Yeah, I know this isn’t exactly the season for pumpkin recipes. But perhaps you’ll be lucky enough to find a can of pumpkin stashed way in the back of your cupboard, left over from autumn’s pumpkin pie frenzy. Such was my fortunate discovery.

This was my first savory pumpkin dish, and it turned out beautifully. I used long-grain brown rice instead of arborio, and it was just fine.

I recommend serving it with a white bean and spinach salad. The amino acids in the rice and in the beans serendipitously combine to form a biological complete, “high quality” protein.) This is called mutual supplementation, and makes it perfectly easy for any animal-free diet to provide adequate high quality proteins.

Ingredients

  • 1 tsp oil
  • 2/3 cup chopped onion
  • 3 cloves garlic, crushed
  • 1 cup uncooked long-grain brown rice
  • 2 1/2 cups vegetable broth (or water with or without a vegetarian bouillon cube)
  • 1/2 teaspoon salt
  • 1/4 teaspoon ground black pepper
  • Pinch of grated nutmeg
  • 1 cup pumpkin puree (or perhaps pureed butternut squash)
  • 1/4 cup grated parmesan cheese
  • 1/3 cup non-fat Greek yogurt
  • 1-2 tbs water or skim milk
  • Fresh basil for garnish

Directions

Chop the onion.

Heat the oil in a large saucepan (I used a wok). Cook the onion until soft, and then add the garlic and uncooked rice.

Let it sit for 1-2 minutes, until the garlic is browned. Add the broth, salt, pepper, and nutmeg. Bring to a simmer and let it simmer for 10-20 minutes or so, until the rice starts looking cooked. Add the pumpkin and simmer for another 5-10 minutes, until the rice is cooked and has absorbed all the liquid.

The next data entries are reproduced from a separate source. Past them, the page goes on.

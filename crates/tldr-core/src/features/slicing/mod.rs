//! Program slicing: backward/forward reachability over a `PDGInfo`, serving
//! the `slice(file, function, line, direction, variable?)` query operation.

pub mod infrastructure;
pub mod ports;

pub use infrastructure::slicer::{slice, SliceDirection, SliceResult};
pub use ports::{GenericSlicer, Slicer};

Turn off the heat and stir in the cheese until it melts. Mix the yogurt with the water or milk, until it forms a liquid cream. Add the yogurt and stir. Adjust seasonings as you like, and garnish with fresh basil.

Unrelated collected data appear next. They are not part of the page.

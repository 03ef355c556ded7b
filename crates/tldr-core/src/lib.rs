//! Core fact-extraction and graph-construction engine.
//!
//! Feature-first layout:
//! - `shared`   - common fact/graph model types, zero external deps beyond serde
//! - `features` - one module per pipeline stage (parsing, flow graph, ...)

#![allow(clippy::too_many_arguments)]
#![allow(clippy::upper_case_acronyms)]

pub mod features;
pub mod shared;

pub use features::parsing::create_full_registry;
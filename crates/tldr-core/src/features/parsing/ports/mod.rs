pub mod language_plugin;

pub use language_plugin::{ExtractionContext, LanguagePlugin, LanguageRegistry, SyntaxProfile};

For the salad, I cooked some white beans. Time-saving tip: If you don’t have time for the 4-6 hour soak, you can just bring the dry beans to a boil, turn off the heat, and let it sit for about 45 min before cooking.

I love roasted red peppers with white bean salads, so I chopped up a red bell pepper and roasted it at 350 F until soft and blackened around the edges.

I also recommend topping this salad with artichoke hearts if you have them. Mmm, love those colorful phytochemicals! Enjoy!